Start of RECORDS SHOWN
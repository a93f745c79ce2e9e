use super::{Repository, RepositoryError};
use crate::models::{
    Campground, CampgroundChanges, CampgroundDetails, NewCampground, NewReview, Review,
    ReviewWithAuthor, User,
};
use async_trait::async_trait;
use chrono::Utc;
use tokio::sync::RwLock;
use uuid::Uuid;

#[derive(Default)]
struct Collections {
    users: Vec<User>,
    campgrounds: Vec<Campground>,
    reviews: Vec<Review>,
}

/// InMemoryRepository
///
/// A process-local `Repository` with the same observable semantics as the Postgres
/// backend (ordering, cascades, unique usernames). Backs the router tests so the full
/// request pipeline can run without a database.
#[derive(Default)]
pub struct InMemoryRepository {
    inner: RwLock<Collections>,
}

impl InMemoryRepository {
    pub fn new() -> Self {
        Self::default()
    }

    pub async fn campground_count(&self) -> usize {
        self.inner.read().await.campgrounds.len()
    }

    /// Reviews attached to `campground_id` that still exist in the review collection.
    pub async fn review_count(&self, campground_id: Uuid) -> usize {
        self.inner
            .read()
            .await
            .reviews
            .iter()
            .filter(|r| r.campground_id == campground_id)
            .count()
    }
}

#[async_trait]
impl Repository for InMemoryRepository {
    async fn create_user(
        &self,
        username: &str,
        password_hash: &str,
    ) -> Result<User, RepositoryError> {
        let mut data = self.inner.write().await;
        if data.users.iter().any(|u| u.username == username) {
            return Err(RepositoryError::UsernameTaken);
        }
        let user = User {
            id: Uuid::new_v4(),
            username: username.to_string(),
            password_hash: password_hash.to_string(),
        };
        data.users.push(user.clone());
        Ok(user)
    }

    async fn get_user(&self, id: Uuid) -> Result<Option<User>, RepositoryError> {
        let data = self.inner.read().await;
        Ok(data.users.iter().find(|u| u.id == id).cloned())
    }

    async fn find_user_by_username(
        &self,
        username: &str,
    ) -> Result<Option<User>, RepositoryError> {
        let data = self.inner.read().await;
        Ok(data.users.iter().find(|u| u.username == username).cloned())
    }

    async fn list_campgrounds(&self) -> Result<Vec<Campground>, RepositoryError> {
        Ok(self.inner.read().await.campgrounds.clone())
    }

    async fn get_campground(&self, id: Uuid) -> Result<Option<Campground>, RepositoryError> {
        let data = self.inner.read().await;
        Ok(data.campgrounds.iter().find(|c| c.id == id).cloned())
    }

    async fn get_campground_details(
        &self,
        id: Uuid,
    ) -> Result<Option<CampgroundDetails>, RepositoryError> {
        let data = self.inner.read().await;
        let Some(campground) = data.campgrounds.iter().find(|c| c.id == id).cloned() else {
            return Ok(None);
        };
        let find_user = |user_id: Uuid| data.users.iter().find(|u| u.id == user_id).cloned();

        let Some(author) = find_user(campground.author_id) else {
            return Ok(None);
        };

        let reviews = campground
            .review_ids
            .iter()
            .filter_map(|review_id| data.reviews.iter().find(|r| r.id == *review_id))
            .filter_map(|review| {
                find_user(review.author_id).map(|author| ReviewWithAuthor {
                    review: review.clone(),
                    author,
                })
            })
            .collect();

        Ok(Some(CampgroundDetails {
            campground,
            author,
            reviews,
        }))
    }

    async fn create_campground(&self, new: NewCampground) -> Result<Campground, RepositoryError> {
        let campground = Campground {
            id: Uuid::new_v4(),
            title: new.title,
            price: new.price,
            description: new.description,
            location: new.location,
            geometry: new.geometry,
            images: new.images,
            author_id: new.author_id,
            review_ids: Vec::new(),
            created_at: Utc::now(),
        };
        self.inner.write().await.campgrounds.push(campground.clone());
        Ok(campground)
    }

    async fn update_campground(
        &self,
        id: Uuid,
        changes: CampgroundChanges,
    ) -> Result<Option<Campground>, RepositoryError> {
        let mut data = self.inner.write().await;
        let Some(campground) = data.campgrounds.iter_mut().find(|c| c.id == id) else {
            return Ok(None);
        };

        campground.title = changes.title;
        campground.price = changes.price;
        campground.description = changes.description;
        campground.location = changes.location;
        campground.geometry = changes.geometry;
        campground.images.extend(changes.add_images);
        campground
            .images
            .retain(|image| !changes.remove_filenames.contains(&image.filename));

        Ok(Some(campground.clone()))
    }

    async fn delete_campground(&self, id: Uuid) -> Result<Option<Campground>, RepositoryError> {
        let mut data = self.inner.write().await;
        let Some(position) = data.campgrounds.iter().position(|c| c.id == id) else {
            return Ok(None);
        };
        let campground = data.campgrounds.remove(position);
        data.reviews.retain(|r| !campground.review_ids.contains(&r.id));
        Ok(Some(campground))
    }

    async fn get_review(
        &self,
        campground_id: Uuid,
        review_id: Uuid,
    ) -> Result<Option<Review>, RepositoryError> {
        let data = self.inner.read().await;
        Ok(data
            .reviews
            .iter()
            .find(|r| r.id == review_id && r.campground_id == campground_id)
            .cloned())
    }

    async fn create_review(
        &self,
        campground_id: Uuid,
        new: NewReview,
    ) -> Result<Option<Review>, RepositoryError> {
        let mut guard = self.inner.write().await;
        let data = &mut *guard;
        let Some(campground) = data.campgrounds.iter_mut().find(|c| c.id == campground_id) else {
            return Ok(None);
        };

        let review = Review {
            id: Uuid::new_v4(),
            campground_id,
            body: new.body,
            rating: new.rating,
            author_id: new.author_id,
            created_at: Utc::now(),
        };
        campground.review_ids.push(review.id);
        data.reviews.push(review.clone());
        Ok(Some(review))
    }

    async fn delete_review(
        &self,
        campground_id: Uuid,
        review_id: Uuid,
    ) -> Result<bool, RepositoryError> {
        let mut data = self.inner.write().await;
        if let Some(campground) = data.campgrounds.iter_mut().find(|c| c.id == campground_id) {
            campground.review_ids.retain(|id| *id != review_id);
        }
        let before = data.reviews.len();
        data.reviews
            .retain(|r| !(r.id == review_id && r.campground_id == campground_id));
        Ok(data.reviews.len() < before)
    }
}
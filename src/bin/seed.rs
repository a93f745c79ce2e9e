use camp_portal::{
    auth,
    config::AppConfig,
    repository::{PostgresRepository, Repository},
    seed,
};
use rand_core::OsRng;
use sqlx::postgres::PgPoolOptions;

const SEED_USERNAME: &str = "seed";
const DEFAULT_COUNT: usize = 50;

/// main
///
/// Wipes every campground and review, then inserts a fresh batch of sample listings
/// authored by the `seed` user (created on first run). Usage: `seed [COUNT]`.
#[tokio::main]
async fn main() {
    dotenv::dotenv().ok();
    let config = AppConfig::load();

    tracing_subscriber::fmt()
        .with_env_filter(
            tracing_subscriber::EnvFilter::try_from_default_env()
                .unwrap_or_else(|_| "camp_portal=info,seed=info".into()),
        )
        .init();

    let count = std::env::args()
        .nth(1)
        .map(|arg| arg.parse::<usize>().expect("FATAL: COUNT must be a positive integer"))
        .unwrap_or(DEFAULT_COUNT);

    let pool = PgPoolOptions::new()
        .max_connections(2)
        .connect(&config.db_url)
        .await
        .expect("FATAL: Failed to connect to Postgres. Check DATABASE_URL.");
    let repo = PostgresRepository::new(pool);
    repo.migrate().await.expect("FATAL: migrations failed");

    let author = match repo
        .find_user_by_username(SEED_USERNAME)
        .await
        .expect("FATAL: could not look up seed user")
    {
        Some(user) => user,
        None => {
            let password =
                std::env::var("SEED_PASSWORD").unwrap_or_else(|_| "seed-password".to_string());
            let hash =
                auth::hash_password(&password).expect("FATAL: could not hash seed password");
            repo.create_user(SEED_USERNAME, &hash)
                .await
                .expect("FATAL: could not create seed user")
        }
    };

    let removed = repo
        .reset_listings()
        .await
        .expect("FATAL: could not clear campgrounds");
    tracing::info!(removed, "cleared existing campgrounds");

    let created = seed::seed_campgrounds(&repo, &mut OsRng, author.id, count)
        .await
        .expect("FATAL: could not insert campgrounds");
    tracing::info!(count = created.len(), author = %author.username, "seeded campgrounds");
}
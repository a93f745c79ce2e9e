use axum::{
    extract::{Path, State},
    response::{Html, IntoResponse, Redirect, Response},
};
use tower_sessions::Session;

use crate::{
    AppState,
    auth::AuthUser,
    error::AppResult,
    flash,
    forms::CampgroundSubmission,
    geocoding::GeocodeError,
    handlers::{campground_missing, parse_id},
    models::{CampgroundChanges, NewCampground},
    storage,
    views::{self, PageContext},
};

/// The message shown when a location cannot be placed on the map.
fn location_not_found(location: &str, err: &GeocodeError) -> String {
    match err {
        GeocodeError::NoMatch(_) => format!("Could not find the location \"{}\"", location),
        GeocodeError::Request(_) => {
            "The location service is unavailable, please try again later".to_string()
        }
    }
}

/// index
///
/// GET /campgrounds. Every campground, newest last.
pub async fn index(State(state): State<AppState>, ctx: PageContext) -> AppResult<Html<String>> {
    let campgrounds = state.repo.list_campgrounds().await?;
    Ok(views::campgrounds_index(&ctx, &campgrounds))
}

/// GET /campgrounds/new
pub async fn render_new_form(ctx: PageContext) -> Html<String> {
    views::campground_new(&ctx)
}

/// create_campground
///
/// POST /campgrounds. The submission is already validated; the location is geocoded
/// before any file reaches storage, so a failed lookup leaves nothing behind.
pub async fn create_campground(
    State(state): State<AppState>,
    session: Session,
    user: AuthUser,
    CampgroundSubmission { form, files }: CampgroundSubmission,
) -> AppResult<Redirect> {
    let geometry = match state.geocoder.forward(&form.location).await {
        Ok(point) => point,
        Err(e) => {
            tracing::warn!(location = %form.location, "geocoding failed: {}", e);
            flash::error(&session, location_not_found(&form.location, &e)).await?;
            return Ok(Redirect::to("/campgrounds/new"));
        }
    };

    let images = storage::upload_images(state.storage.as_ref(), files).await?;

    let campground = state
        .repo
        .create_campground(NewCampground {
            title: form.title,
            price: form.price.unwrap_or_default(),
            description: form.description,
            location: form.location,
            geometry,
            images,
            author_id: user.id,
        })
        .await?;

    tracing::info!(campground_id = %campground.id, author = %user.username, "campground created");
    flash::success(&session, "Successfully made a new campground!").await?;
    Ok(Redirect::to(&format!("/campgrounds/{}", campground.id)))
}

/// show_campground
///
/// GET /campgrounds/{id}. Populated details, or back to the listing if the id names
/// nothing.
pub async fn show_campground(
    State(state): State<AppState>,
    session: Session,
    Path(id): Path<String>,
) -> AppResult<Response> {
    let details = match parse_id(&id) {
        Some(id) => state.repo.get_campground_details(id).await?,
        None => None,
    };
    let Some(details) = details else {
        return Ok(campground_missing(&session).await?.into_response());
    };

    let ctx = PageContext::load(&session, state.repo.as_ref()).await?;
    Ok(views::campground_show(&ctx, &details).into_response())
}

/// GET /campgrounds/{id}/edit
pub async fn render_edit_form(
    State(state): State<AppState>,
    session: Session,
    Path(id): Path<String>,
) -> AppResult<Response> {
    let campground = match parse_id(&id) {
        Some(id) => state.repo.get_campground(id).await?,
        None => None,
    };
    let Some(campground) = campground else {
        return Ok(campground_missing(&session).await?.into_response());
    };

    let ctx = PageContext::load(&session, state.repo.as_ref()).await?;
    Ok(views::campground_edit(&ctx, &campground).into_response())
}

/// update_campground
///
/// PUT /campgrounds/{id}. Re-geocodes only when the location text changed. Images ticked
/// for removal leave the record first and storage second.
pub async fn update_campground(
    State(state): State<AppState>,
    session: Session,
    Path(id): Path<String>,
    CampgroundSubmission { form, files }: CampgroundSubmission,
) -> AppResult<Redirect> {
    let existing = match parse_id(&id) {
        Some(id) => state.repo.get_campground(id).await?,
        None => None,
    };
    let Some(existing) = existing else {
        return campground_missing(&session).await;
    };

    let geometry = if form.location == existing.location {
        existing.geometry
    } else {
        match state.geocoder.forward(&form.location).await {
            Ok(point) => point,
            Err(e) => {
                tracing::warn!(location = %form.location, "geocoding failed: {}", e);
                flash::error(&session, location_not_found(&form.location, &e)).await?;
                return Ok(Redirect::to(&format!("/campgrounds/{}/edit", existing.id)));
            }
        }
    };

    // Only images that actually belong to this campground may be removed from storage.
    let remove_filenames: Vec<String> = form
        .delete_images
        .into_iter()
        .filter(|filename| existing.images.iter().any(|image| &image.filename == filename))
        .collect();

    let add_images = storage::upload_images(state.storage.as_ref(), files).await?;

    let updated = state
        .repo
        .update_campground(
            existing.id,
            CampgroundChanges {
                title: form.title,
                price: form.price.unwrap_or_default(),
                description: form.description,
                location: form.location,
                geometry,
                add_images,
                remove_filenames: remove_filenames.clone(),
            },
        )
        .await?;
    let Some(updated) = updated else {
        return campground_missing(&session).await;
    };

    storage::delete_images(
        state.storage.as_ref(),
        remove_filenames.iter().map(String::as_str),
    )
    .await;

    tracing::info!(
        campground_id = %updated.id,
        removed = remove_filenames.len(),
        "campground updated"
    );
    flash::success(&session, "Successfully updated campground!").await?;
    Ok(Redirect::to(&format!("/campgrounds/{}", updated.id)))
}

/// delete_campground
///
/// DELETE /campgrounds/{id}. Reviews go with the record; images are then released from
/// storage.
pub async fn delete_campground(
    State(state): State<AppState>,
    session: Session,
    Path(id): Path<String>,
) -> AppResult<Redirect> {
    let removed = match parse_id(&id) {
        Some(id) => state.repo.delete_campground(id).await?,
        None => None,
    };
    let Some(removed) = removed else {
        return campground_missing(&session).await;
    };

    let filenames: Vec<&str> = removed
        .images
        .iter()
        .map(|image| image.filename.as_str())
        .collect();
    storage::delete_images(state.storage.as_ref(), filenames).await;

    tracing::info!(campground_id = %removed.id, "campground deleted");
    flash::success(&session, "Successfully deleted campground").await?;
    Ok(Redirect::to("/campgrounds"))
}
End of RECORDS SHOWN
- [TASK REQUIREMENTS]: From the records above, reproduce exactly the lines from the one with "dotenv::dotenv().ok();" to the one with "let count = std::env::args()", both included, and no others.

- [RESULT]:
    dotenv::dotenv().ok();
    let config = AppConfig::load();

    tracing_subscriber::fmt()
        .with_env_filter(
            tracing_subscriber::EnvFilter::try_from_default_env()
                .unwrap_or_else(|_| "camp_portal=info,seed=info".into()),
        )
        .init();

    let count = std::env::args()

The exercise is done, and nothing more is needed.